(Exercise) Search the records for the string "StatusCode". Copy each line where it occurs.

(Data records)
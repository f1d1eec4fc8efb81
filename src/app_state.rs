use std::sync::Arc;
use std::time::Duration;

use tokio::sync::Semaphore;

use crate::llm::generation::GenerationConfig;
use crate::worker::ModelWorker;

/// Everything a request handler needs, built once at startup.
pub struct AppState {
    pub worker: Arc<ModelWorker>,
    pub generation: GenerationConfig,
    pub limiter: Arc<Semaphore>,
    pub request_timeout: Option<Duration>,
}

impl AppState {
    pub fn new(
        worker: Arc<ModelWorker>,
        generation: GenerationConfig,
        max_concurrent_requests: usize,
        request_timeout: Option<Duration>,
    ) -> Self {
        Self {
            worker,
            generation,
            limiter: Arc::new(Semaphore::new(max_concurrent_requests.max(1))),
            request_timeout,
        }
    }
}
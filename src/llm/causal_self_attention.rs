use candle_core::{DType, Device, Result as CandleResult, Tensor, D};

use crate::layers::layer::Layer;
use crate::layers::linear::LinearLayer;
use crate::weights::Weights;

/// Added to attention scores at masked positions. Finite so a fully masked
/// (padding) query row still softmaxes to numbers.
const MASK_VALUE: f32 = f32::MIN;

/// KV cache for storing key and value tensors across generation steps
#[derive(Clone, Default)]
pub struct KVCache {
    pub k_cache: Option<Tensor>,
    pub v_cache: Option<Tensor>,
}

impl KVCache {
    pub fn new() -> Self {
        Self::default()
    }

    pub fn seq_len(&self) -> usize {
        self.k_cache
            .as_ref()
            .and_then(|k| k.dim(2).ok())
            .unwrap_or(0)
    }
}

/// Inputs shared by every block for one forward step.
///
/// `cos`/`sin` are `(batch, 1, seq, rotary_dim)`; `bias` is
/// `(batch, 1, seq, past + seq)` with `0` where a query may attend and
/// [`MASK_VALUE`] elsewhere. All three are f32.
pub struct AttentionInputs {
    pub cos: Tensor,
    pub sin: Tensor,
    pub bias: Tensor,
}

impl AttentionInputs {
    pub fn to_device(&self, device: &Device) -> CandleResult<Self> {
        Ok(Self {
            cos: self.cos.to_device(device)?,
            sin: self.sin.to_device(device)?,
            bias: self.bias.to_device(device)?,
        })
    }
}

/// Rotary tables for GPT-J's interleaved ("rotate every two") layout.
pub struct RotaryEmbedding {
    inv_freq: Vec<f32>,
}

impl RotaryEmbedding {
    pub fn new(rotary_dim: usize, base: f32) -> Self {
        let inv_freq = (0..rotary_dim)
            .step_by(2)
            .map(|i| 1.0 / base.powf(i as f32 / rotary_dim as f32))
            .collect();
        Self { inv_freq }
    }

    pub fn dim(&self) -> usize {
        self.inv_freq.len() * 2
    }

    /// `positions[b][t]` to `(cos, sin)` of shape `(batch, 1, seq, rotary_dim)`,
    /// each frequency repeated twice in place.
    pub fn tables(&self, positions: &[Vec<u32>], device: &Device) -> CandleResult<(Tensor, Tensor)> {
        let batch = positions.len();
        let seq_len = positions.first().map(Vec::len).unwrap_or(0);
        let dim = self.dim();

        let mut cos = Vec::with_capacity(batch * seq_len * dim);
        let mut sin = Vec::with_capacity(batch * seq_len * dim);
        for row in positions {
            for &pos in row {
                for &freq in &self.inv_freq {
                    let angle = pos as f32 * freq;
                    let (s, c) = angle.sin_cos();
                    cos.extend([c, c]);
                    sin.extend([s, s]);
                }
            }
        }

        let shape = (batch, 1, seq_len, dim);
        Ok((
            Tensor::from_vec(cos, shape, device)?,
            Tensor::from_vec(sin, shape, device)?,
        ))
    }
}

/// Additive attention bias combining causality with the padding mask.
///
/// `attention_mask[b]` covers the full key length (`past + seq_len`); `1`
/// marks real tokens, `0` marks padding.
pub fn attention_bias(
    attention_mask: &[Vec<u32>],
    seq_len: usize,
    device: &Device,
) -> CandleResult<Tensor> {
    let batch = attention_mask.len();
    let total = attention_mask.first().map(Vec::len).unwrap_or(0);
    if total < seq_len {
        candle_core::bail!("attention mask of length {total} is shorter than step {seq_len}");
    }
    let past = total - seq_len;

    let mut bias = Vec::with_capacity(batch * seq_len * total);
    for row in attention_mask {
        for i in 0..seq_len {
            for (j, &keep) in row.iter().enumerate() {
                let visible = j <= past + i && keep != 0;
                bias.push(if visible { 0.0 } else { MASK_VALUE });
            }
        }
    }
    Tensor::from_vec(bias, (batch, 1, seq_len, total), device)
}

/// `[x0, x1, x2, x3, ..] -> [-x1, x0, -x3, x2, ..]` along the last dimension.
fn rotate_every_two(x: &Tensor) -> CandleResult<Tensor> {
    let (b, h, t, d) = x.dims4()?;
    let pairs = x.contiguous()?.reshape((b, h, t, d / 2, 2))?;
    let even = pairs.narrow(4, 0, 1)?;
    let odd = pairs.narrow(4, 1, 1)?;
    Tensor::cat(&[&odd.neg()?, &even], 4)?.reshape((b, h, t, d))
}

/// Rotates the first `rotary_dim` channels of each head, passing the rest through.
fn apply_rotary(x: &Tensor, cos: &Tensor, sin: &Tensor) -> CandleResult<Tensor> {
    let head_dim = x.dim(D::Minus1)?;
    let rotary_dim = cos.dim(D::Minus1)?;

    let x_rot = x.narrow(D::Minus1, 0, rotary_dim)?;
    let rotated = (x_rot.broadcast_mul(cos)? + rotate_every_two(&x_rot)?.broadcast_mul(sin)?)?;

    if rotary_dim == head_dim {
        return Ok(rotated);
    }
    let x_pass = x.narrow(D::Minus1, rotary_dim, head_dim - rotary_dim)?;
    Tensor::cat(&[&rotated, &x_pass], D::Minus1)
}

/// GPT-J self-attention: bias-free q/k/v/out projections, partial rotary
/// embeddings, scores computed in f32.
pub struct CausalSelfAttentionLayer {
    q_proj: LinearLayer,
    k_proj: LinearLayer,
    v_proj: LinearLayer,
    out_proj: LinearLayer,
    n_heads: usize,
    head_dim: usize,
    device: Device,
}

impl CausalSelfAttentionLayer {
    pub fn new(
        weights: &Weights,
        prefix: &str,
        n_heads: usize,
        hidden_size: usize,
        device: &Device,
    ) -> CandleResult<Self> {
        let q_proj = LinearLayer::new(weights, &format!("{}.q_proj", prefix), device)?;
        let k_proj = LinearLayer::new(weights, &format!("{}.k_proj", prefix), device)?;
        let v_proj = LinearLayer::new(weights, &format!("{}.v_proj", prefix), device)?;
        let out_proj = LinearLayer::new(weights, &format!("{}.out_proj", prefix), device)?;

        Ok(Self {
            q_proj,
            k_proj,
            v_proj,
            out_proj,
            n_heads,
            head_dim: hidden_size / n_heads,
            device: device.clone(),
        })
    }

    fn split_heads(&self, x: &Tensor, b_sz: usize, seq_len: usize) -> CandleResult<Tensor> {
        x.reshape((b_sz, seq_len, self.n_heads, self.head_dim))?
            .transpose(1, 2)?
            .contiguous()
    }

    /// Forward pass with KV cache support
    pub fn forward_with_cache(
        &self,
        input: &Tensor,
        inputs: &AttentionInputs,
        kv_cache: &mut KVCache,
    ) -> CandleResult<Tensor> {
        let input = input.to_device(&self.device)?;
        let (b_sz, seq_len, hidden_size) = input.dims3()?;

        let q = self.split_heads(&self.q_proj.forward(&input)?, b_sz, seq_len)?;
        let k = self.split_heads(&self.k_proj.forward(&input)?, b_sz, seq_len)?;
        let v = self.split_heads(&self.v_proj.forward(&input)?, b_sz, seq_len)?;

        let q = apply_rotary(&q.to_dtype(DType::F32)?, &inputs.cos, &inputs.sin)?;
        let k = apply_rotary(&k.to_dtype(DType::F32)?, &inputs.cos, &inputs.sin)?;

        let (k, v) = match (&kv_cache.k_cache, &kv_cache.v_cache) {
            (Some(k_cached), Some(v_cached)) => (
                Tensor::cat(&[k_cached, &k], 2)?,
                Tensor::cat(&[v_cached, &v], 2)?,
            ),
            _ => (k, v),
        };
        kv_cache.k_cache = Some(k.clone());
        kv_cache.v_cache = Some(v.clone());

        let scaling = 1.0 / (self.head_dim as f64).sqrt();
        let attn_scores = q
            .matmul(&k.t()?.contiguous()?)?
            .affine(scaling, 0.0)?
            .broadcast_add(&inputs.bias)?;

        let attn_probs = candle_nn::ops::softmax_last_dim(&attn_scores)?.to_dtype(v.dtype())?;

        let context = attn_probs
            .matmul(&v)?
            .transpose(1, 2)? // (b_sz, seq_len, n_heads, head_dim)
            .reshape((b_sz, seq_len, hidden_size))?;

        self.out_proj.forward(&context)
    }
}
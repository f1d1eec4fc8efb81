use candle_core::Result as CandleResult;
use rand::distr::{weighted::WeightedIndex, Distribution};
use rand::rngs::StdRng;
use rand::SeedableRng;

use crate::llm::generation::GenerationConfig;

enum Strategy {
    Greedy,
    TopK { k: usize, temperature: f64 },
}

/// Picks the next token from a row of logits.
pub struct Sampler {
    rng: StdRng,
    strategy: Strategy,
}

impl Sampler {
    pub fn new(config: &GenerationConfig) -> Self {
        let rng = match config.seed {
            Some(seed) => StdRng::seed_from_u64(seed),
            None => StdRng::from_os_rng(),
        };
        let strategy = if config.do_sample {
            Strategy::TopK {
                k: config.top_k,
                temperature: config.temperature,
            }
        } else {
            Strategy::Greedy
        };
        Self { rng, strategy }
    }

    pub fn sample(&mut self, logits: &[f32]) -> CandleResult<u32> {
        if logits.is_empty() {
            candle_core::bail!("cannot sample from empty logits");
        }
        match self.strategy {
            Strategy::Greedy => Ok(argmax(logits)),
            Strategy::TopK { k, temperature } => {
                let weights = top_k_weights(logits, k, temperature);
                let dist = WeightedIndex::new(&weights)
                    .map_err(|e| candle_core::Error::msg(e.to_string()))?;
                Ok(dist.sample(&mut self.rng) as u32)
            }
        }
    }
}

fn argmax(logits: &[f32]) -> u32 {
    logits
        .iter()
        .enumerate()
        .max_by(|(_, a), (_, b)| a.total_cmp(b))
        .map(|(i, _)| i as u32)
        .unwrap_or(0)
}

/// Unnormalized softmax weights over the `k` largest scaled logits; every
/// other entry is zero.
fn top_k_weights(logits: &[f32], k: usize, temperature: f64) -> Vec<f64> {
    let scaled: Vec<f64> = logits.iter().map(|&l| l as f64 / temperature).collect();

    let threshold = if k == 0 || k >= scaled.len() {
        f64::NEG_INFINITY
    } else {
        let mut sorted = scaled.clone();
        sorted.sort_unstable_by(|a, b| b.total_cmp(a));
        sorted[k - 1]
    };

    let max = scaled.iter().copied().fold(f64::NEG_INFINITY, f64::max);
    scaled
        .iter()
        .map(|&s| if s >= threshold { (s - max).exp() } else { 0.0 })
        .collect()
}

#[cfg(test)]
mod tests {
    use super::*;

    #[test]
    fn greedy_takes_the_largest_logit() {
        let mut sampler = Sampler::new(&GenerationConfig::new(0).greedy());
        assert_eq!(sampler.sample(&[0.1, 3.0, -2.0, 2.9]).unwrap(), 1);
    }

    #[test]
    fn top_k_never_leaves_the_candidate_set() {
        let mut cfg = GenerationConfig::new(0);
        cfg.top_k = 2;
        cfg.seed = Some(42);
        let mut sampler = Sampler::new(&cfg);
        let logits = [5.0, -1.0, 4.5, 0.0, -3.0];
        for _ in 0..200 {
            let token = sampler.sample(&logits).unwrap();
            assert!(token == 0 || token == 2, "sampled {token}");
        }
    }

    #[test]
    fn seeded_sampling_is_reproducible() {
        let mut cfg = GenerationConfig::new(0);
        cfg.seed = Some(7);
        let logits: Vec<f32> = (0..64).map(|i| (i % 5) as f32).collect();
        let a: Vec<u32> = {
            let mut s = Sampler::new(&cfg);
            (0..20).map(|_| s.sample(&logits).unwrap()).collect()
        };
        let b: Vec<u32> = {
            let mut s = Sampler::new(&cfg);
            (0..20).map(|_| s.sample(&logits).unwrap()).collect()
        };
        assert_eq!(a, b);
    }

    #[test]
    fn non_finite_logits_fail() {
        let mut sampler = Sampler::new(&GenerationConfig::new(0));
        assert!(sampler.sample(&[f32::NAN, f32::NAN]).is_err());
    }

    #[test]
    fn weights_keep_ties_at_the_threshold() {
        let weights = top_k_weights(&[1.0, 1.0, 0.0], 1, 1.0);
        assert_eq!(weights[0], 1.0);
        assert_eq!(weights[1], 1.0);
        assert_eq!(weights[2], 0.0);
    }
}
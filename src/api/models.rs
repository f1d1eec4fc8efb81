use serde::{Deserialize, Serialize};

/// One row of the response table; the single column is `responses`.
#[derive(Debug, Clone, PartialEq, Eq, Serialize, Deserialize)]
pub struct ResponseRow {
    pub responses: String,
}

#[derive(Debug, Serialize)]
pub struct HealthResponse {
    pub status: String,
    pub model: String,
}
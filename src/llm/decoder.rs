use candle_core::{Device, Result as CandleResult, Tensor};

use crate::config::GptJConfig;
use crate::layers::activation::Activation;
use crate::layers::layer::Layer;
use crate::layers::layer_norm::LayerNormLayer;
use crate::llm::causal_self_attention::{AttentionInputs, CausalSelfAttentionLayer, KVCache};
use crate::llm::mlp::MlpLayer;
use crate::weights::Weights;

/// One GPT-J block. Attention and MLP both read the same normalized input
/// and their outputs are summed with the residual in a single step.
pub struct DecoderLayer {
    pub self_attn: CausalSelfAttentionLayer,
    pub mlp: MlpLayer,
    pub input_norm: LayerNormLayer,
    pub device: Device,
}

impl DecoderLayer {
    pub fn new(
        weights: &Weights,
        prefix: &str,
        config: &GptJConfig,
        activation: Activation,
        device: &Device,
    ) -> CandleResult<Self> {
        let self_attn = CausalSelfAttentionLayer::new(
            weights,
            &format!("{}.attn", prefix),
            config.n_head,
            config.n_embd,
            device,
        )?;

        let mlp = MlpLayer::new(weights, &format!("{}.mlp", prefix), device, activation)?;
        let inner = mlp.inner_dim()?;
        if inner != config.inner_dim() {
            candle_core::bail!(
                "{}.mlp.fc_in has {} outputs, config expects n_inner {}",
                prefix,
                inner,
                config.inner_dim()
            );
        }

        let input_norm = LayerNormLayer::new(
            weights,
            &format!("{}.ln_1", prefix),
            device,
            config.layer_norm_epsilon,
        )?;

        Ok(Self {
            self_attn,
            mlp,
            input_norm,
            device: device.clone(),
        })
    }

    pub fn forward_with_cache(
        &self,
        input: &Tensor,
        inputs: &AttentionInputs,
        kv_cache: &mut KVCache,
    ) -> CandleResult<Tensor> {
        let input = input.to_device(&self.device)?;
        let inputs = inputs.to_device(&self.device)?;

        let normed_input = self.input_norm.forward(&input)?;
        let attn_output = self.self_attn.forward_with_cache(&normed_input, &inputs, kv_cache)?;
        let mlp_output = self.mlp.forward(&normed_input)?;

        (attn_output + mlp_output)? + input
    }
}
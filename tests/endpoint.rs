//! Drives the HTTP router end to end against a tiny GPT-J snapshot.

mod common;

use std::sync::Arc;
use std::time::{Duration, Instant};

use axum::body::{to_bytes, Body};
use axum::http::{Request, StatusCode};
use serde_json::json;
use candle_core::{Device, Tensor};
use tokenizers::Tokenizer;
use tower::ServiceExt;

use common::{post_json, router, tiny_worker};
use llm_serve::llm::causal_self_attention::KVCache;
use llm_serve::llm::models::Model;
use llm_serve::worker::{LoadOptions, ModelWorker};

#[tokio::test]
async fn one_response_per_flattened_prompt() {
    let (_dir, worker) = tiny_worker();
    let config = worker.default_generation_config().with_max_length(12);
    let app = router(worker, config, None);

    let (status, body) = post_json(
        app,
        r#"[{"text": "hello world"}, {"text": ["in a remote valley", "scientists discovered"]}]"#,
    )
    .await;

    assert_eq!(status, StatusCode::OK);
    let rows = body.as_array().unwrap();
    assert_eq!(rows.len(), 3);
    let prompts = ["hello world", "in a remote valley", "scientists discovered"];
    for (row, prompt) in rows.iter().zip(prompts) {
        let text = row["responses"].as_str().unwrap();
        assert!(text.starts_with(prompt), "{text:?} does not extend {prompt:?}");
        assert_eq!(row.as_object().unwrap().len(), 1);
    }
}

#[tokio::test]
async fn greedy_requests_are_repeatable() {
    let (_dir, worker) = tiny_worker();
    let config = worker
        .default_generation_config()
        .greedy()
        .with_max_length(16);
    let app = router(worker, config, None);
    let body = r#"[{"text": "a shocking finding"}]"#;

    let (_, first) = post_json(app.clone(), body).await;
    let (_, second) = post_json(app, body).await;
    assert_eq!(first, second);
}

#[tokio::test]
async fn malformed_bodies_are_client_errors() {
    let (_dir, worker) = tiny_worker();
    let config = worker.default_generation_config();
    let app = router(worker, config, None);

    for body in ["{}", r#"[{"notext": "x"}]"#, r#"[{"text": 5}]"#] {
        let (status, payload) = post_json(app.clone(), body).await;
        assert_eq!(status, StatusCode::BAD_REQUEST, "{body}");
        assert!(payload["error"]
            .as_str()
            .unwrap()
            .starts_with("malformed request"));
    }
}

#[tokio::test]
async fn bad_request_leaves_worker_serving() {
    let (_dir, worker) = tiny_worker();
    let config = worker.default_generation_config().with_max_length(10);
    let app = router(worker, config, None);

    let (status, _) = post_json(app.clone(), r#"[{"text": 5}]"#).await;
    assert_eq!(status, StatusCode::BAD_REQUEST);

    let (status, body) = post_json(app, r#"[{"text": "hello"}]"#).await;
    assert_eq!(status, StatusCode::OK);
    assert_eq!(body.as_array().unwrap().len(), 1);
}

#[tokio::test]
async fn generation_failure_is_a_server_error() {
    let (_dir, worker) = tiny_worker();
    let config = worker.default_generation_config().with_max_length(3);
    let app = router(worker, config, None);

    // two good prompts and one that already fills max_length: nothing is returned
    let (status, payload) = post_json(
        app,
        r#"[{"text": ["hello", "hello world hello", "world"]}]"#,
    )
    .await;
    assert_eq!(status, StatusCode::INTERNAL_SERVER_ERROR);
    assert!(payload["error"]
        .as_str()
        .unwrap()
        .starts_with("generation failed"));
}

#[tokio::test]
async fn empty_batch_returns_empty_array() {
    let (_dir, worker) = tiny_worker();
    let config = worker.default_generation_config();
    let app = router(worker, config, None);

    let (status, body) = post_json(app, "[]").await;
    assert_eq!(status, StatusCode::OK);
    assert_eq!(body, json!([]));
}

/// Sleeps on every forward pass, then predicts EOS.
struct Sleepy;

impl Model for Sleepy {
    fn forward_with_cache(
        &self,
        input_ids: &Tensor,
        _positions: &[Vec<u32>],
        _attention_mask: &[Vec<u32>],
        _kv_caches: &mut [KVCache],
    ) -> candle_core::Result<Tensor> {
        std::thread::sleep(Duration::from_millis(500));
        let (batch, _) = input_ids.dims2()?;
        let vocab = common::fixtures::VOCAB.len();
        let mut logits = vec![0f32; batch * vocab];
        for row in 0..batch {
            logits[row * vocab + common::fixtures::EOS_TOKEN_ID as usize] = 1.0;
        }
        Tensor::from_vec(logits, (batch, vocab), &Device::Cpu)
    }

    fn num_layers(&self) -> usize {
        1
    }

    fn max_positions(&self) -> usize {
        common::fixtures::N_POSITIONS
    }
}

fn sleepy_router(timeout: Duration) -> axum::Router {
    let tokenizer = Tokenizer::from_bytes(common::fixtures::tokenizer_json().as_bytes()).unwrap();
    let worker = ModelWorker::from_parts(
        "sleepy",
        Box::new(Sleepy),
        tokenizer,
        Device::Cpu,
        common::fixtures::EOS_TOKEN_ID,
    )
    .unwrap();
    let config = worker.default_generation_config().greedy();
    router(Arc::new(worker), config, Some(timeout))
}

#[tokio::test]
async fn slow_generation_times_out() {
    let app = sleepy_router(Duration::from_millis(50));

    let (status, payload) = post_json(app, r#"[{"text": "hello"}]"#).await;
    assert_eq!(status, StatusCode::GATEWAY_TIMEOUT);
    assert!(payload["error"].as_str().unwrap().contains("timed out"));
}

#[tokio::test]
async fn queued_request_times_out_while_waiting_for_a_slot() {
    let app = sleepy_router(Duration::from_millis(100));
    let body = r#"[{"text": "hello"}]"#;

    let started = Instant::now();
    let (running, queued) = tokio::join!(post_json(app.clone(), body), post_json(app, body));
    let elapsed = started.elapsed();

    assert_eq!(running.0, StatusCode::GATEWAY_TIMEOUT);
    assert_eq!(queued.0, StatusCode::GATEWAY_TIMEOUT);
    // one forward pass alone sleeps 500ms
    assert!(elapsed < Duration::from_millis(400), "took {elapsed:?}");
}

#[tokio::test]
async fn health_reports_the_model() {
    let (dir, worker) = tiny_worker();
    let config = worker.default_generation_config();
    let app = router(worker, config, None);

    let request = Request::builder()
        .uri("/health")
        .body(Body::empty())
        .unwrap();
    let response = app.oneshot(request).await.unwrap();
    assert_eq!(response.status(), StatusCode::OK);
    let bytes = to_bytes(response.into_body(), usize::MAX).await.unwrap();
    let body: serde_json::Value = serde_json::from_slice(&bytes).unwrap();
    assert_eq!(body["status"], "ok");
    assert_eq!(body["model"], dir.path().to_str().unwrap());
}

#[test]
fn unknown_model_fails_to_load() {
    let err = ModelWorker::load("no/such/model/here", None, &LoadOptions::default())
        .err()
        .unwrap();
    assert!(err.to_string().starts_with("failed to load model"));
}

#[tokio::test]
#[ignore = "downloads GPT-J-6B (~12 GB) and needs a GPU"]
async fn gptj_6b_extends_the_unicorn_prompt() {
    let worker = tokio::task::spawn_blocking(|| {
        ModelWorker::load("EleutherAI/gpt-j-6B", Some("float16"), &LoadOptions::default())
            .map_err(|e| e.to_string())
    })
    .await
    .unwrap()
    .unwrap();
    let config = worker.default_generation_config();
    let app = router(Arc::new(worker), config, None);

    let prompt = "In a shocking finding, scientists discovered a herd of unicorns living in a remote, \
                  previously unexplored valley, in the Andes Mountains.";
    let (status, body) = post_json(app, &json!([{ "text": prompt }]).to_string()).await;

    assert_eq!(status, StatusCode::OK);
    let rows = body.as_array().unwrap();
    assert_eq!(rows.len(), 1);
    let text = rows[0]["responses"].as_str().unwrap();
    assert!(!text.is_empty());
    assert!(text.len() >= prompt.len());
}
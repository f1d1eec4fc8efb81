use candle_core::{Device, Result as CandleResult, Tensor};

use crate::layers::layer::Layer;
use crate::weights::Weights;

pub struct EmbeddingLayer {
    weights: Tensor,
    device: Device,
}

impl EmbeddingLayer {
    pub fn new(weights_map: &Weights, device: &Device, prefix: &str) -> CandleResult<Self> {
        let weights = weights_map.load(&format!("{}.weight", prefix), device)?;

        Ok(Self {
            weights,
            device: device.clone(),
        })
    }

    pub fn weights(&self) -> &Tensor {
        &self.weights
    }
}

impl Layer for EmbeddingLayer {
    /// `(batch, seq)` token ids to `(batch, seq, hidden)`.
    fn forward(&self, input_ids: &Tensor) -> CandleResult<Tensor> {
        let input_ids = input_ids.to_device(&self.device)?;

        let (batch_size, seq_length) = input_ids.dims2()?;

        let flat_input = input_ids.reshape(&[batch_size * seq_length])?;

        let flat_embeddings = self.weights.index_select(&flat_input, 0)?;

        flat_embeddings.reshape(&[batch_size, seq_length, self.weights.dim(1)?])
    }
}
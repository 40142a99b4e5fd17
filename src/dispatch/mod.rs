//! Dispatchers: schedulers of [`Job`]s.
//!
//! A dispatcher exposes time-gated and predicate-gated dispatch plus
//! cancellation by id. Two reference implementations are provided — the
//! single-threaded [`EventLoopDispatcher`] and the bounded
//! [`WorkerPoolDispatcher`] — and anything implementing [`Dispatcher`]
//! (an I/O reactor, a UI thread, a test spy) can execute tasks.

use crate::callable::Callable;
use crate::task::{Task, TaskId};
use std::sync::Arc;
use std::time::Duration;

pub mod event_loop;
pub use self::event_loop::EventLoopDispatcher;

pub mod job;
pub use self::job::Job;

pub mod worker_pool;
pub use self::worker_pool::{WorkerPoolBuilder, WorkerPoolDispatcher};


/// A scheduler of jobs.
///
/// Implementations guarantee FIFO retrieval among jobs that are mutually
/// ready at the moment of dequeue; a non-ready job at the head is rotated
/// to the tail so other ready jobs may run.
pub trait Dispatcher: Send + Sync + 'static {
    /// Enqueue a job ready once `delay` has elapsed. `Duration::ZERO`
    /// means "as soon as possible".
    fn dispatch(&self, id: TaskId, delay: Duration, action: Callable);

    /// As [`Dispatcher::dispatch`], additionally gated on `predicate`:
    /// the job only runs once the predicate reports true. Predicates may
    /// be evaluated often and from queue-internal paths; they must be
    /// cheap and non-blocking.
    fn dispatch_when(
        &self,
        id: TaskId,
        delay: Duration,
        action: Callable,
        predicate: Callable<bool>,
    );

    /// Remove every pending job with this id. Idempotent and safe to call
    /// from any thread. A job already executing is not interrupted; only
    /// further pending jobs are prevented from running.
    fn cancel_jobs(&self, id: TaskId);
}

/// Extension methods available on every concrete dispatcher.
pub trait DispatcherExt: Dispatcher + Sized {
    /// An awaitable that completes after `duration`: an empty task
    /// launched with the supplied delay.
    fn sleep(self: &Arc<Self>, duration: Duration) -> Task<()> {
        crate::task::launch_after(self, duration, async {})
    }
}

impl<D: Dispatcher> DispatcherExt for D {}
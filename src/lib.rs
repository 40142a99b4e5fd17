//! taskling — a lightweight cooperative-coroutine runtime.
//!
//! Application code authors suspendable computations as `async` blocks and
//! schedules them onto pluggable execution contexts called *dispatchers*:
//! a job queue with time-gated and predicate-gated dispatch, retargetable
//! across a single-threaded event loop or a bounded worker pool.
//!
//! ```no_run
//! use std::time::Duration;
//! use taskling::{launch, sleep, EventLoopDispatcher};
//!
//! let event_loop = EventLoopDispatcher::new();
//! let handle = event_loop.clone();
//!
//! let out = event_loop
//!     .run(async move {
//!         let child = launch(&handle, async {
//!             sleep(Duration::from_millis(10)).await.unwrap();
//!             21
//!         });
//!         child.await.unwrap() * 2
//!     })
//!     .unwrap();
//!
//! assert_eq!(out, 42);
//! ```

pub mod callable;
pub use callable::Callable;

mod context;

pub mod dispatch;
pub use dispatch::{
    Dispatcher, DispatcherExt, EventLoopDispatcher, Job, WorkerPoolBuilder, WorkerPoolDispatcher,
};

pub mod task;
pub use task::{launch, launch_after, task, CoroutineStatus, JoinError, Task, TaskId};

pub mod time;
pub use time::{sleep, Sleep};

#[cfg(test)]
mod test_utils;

(Exercise solution)
use axum::http::{Request, StatusCode};
    assert_eq!(status, StatusCode::OK);
        assert_eq!(status, StatusCode::BAD_REQUEST, "{body}");
    assert_eq!(status, StatusCode::BAD_REQUEST);
    assert_eq!(status, StatusCode::OK);
    assert_eq!(status, StatusCode::INTERNAL_SERVER_ERROR);
    assert_eq!(status, StatusCode::OK);
    assert_eq!(status, StatusCode::GATEWAY_TIMEOUT);
    assert_eq!(running.0, StatusCode::GATEWAY_TIMEOUT);
    assert_eq!(queued.0, StatusCode::GATEWAY_TIMEOUT);
    assert_eq!(response.status(), StatusCode::OK);
    assert_eq!(status, StatusCode::OK);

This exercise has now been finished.